Best thing we can all do is educate ourselves. A couple good books are "Fibromyalgia for Dummies" and "Fatigued to Fantastic" by Dr. Jacob Teitelbaum who has FMS himself. You can google him - I believe he will consult with patients online. There are a number of fibromyalgia doctors online. Some feel that FMS is linked with Lyme Disease. Some will work with you on viral testing. Some believe FMS can be treated with magnesium. It's up to YOU to educate yourself and decide what matches up to your symptoms - many regular doctors just don't have time to carefully assess all your symptoms and diagnose you. It's easier if you do the research, print off what you think applies and take it with you to the doctor.

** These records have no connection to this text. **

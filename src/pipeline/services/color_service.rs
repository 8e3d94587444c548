use std::{
    future::Future,
    pin::Pin,
    task::{Context, Poll},
};

use tower::Service;

use crate::analysis::color::ColorQuantizer;
use crate::error::AnalysisError;
use crate::pipeline::report::ThumbnailReport;

/// Pipeline stage that fills the dominant-color slot of a report.
#[derive(Debug, Clone)]
pub struct ColorAnalysisService {
    quantizer: ColorQuantizer,
}

impl ColorAnalysisService {
    pub fn new(quantizer: ColorQuantizer) -> Self {
        Self { quantizer }
    }
}

impl Service<ThumbnailReport> for ColorAnalysisService {
    type Response = ThumbnailReport;
    type Error = AnalysisError;
    type Future = Pin<Box<dyn Future<Output = Result<Self::Response, Self::Error>> + Send>>;

    fn poll_ready(&mut self, _cx: &mut Context<'_>) -> Poll<Result<(), Self::Error>> {
        Poll::Ready(Ok(()))
    }

    fn call(&mut self, mut report: ThumbnailReport) -> Self::Future {
        let palette = self.quantizer.quantize(&report.image);
        report.colors = Some(palette);

        Box::pin(async move { Ok(report) })
    }
}

#[cfg(test)]
mod tests {
    use super::*;
    use image::{DynamicImage, ImageBuffer, Rgb};

    #[tokio::test]
    async fn fills_the_color_slot() {
        let mut service = ColorAnalysisService::new(ColorQuantizer::new(3));
        let report = ThumbnailReport::new(DynamicImage::ImageRgb8(
            ImageBuffer::<Rgb<u8>, Vec<u8>>::from_pixel(16, 16, Rgb([200, 40, 40])),
        ));

        let response = service.call(report).await.unwrap();
        let colors = response.colors.unwrap();

        assert!(!colors.is_degraded());
        assert_eq!(colors.value.len(), 3);
        assert_eq!(colors.value[0].rgb, [200, 40, 40]);
    }
}
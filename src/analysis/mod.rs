pub mod color;
pub mod composition;
pub mod core;
pub mod engagement;
pub mod faces;
pub mod insight;
pub mod overlay;
pub mod text;
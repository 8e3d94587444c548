use thiserror::Error;

// Main Application Error Type

#[derive(Error, Debug)]
pub enum AnalysisError {
    #[error("Metrics Error: {0}")]
    Metrics(#[from] MetricsError),
    #[error("Provider Error: {0}")]
    Provider(#[from] ProviderError),
    #[error("Image Error: {0}")]
    Image(#[from] image::ImageError),
    #[error("Malformed statistics input: {0}")]
    Stats(#[from] serde_json::Error),
    #[error("Invalid configuration: {0}")]
    Config(String),
    #[error("Io Error: {0}")]
    Io(#[from] std::io::Error),
}

// Fail-fast errors from engagement metric calculation. These never degrade
// silently: bad statistics must surface to the caller.
#[derive(Error, Debug, Clone, PartialEq, Eq)]
pub enum MetricsError {
    #[error("statistics are missing required field `{0}`")]
    MissingField(&'static str),
    #[error("`{0}` is zero, ratios would divide by zero")]
    ZeroDenominator(&'static str),
}

// Failures reported by pluggable detection backends.
#[derive(Error, Debug, Clone, PartialEq, Eq)]
pub enum ProviderError {
    #[error("{provider} is unavailable: {reason}")]
    Unavailable {
        provider: &'static str,
        reason: String,
    },
    #[error("{provider} failed: {reason}")]
    Failed {
        provider: &'static str,
        reason: String,
    },
}
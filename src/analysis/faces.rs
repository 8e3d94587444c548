//! Face-detection output filtering.
//!
//! Face confidences stay on the detector's 0..=1 scale; unlike OCR output
//! there is no percent convention to normalize to.

use image::DynamicImage;
use serde::Serialize;
use std::time::Instant;
use tracing::warn;

use super::core::{AnalysisResult, ImageRegion};
use crate::providers::{FaceDetector, RawFaceDetection};

pub const DEFAULT_MIN_FACE_CONFIDENCE: f32 = 0.5;

/// Filtered face boxes, in detector order. The two vectors index together.
#[derive(Debug, Clone, Default, PartialEq, Serialize)]
pub struct FaceDetection {
    pub regions: Vec<ImageRegion>,
    pub confidences: Vec<f32>,
}

impl FaceDetection {
    pub fn count(&self) -> usize {
        self.regions.len()
    }

    pub fn is_empty(&self) -> bool {
        self.regions.is_empty()
    }
}

#[derive(Debug, Clone)]
pub struct FaceFeatureFilter {
    min_confidence: f32,
}

impl Default for FaceFeatureFilter {
    fn default() -> Self {
        Self::new()
    }
}

impl FaceFeatureFilter {
    pub fn new() -> Self {
        Self {
            min_confidence: DEFAULT_MIN_FACE_CONFIDENCE,
        }
    }

    pub fn with_min_confidence(mut self, min_confidence: f32) -> Self {
        self.min_confidence = min_confidence.clamp(0.0, 1.0);
        self
    }

    pub fn filter(&self, raw: &[RawFaceDetection]) -> FaceDetection {
        let mut detection = FaceDetection::default();
        for face in raw {
            if face.confidence <= 0.0 || face.confidence < self.min_confidence {
                continue;
            }
            detection.regions.push(face.region);
            detection.confidences.push(face.confidence);
        }
        detection
    }
}

/// Runs a face detector and filters its output. A detector failure is
/// logged and converted to an empty, degraded detection.
pub async fn detect_faces(
    detector: &dyn FaceDetector,
    image: &DynamicImage,
    filter: &FaceFeatureFilter,
) -> AnalysisResult<FaceDetection> {
    let start_time = Instant::now();
    match detector.detect(image).await {
        Ok(raw) => AnalysisResult::complete(filter.filter(&raw)).with_timing(start_time),
        Err(e) => {
            warn!(provider = detector.name(), error = %e, "face detection failed");
            AnalysisResult::degraded(FaceDetection::default(), e.to_string())
                .with_timing(start_time)
        }
    }
}

#[cfg(test)]
mod tests {
    use super::*;
    use crate::error::ProviderError;
    use async_trait::async_trait;

    fn face(confidence: f32) -> RawFaceDetection {
        RawFaceDetection::new(ImageRegion::new(4, 4, 20, 20), confidence)
    }

    #[test]
    fn drops_faces_below_the_threshold() {
        let raw = vec![face(0.9), face(0.4), face(0.5), face(0.0)];
        let detection = FaceFeatureFilter::new().filter(&raw);

        assert_eq!(detection.count(), 2);
        assert_eq!(detection.confidences, vec![0.9, 0.5]);
    }

    #[test]
    fn threshold_is_inclusive_and_order_preserved() {
        let raw = vec![face(0.3), face(0.8), face(0.3)];
        let detection = FaceFeatureFilter::new().with_min_confidence(0.3).filter(&raw);

        assert_eq!(detection.confidences, vec![0.3, 0.8, 0.3]);
    }

    #[test]
    fn zero_confidence_never_survives() {
        let raw = vec![face(0.0)];
        let detection = FaceFeatureFilter::new().with_min_confidence(0.0).filter(&raw);
        assert!(detection.is_empty());
    }

    struct StubDetector {
        outcome: Result<Vec<RawFaceDetection>, ProviderError>,
    }

    #[async_trait]
    impl FaceDetector for StubDetector {
        async fn detect(
            &self,
            _image: &DynamicImage,
        ) -> Result<Vec<RawFaceDetection>, ProviderError> {
            self.outcome.clone()
        }

        fn name(&self) -> &'static str {
            "StubDetector"
        }
    }

    #[tokio::test]
    async fn detection_filters_backend_output() {
        let detector = StubDetector {
            outcome: Ok(vec![face(0.9), face(0.1)]),
        };
        let image = DynamicImage::new_rgb8(4, 4);

        let result = detect_faces(&detector, &image, &FaceFeatureFilter::new()).await;
        assert!(!result.is_degraded());
        assert_eq!(result.value.count(), 1);
    }

    #[tokio::test]
    async fn backend_failure_degrades_to_empty_detection() {
        let detector = StubDetector {
            outcome: Err(ProviderError::Failed {
                provider: "StubDetector",
                reason: "cascade file missing".to_string(),
            }),
        };
        let image = DynamicImage::new_rgb8(4, 4);

        let result = detect_faces(&detector, &image, &FaceFeatureFilter::new()).await;
        assert!(result.is_degraded());
        assert!(result.value.is_empty());
    }
}
//! Composition metrics over a grayscale projection of the image.

use image::{DynamicImage, GrayImage};
use serde::Serialize;
use std::time::Instant;
use tracing::warn;

use super::core::{AnalysisResult, ImageRegion};

const MAX_LUMA: f64 = 255.0;

/// Composition metrics, each normalized into `[0, 1]`.
///
/// Balance values measure the brightness difference between opposing
/// halves, so lower is more balanced. `thirds_intensity` is the mean over
/// the whole grid with everything outside the central thirds cell zeroed,
/// which caps it near 1/9 for a uniformly bright frame.
#[derive(Debug, Clone, Copy, PartialEq, Default, Serialize)]
pub struct CompositionMetrics {
    pub balance_horizontal: f64,
    pub balance_vertical: f64,
    pub thirds_intensity: f64,
    pub overall_brightness: f64,
    pub edge_density: f64,
    pub contrast: f64,
}

impl CompositionMetrics {
    fn clamped(self) -> Self {
        Self {
            balance_horizontal: self.balance_horizontal.clamp(0.0, 1.0),
            balance_vertical: self.balance_vertical.clamp(0.0, 1.0),
            thirds_intensity: self.thirds_intensity.clamp(0.0, 1.0),
            overall_brightness: self.overall_brightness.clamp(0.0, 1.0),
            edge_density: self.edge_density.clamp(0.0, 1.0),
            contrast: self.contrast.clamp(0.0, 1.0),
        }
    }
}

/// Computes every composition metric in one pass over the grayscale image.
/// A zero-area image degrades to zeroed metrics instead of failing.
pub fn analyze_composition(image: &DynamicImage) -> AnalysisResult<CompositionMetrics> {
    let start_time = Instant::now();
    let gray = image.to_luma8();
    let (width, height) = gray.dimensions();

    if width == 0 || height == 0 {
        warn!(width, height, "composition analysis skipped, empty image");
        return AnalysisResult::degraded(CompositionMetrics::default(), "empty image")
            .with_timing(start_time);
    }

    let metrics = CompositionMetrics {
        balance_horizontal: balance(
            &gray,
            ImageRegion::left_half(width, height),
            ImageRegion::right_half(width, height),
        ),
        balance_vertical: balance(
            &gray,
            ImageRegion::top_half(width, height),
            ImageRegion::bottom_half(width, height),
        ),
        thirds_intensity: thirds_intensity(&gray),
        overall_brightness: mean_luma(&gray) / MAX_LUMA,
        edge_density: edge_density(&gray),
        contrast: contrast(&gray),
    }
    .clamped();

    AnalysisResult::complete(metrics).with_timing(start_time)
}

/// Absolute difference of the two region means, normalized. An empty
/// region (image thinner than two pixels on that axis) reads as balanced.
fn balance(gray: &GrayImage, a: ImageRegion, b: ImageRegion) -> f64 {
    match (region_mean(gray, a), region_mean(gray, b)) {
        (Some(mean_a), Some(mean_b)) => (mean_a - mean_b).abs() / MAX_LUMA,
        _ => 0.0,
    }
}

fn region_mean(gray: &GrayImage, region: ImageRegion) -> Option<f64> {
    if region.is_empty() {
        return None;
    }
    let mut sum = 0u64;
    for y in region.top..region.top + region.height {
        for x in region.left..region.left + region.width {
            sum += gray.get_pixel(x, y).0[0] as u64;
        }
    }
    Some(sum as f64 / region.area() as f64)
}

fn mean_luma(gray: &GrayImage) -> f64 {
    let sum: u64 = gray.pixels().map(|p| p.0[0] as u64).sum();
    sum as f64 / (gray.width() as f64 * gray.height() as f64)
}

fn thirds_intensity(gray: &GrayImage) -> f64 {
    let (width, height) = gray.dimensions();
    let center = ImageRegion::center_third(width, height);

    let mut sum = 0u64;
    for y in center.top..center.top + center.height {
        for x in center.left..center.left + center.width {
            sum += gray.get_pixel(x, y).0[0] as u64;
        }
    }

    // Denominator is the full pixel count: the region outside the center
    // cell contributes zeros, it is not cropped away.
    sum as f64 / (width as f64 * height as f64) / MAX_LUMA
}

/// Mean gradient magnitude from horizontal and vertical backward
/// differences. First row and column have no backward neighbor and
/// contribute a zero difference on that axis.
fn edge_density(gray: &GrayImage) -> f64 {
    let (width, height) = gray.dimensions();
    let mut sum = 0.0f64;

    for y in 0..height {
        for x in 0..width {
            let v = gray.get_pixel(x, y).0[0] as f64;
            let dx = if x == 0 {
                0.0
            } else {
                v - gray.get_pixel(x - 1, y).0[0] as f64
            };
            let dy = if y == 0 {
                0.0
            } else {
                v - gray.get_pixel(x, y - 1).0[0] as f64
            };
            sum += (dx * dx + dy * dy).sqrt();
        }
    }

    sum / (width as f64 * height as f64) / MAX_LUMA
}

fn contrast(gray: &GrayImage) -> f64 {
    // One-pass mean/variance (Welford)
    let mut n = 0.0f64;
    let mut mean = 0.0f64;
    let mut m2 = 0.0f64;

    for p in gray.pixels() {
        let v = p.0[0] as f64;
        n += 1.0;
        let delta = v - mean;
        mean += delta / n;
        m2 += delta * (v - mean);
    }

    if n < 1.0 {
        return 0.0;
    }
    (m2 / n).sqrt() / MAX_LUMA
}
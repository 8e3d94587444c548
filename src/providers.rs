//! Pluggable detection backends.
//!
//! OCR engines and face detectors are opaque to this crate: any backend
//! plugs in by implementing the matching trait, and the analysis layer
//! only ever sees the raw detections it returns.

use async_trait::async_trait;
use image::DynamicImage;

use crate::analysis::core::ImageRegion;
use crate::analysis::text::ConfidenceScale;
use crate::error::ProviderError;

/// One raw OCR observation, confidence in the provider's native scale.
#[derive(Debug, Clone, PartialEq)]
pub struct RawTextDetection {
    pub text: String,
    pub confidence: f32,
    pub region: ImageRegion,
}

impl RawTextDetection {
    pub fn new(text: impl Into<String>, confidence: f32, region: ImageRegion) -> Self {
        Self {
            text: text.into(),
            confidence,
            region,
        }
    }
}

/// One raw face box, confidence on the 0..=1 scale.
#[derive(Debug, Clone, Copy, PartialEq)]
pub struct RawFaceDetection {
    pub region: ImageRegion,
    pub confidence: f32,
}

impl RawFaceDetection {
    pub fn new(region: ImageRegion, confidence: f32) -> Self {
        Self { region, confidence }
    }
}

#[async_trait]
pub trait TextRecognizer: Send + Sync {
    async fn recognize(&self, image: &DynamicImage) -> Result<Vec<RawTextDetection>, ProviderError>;

    /// Scale the confidences in [`Self::recognize`] output use. The
    /// filtering layer normalizes everything to percent from here.
    fn confidence_scale(&self) -> ConfidenceScale;

    fn name(&self) -> &'static str;
}

#[async_trait]
pub trait FaceDetector: Send + Sync {
    async fn detect(&self, image: &DynamicImage) -> Result<Vec<RawFaceDetection>, ProviderError>;

    fn name(&self) -> &'static str;
}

All of us have different complexes of the symptoms of FMS, most of us have a very hard time finding a sympathetic and knowledgeable doctor. I think we are frustrating because we require a lot of time up front to get a good diagnosis. Doctors are pressed for time. It's easier for them to hand you a prescription for an antidepressant. Some people find some relief with them, but a lot of people have a hard time with them - and they are highly addictive, have side effects, and are almost impossible to quit once you start. So before you start any drugs, read the forums and do your own research, avoiding the drug company sites. Two good sites to research drugs on are peoplespharmacy (dot) com and drugs (dot) com.
And let us know how are progressing. It sounds like are better than you were! Good luck to you.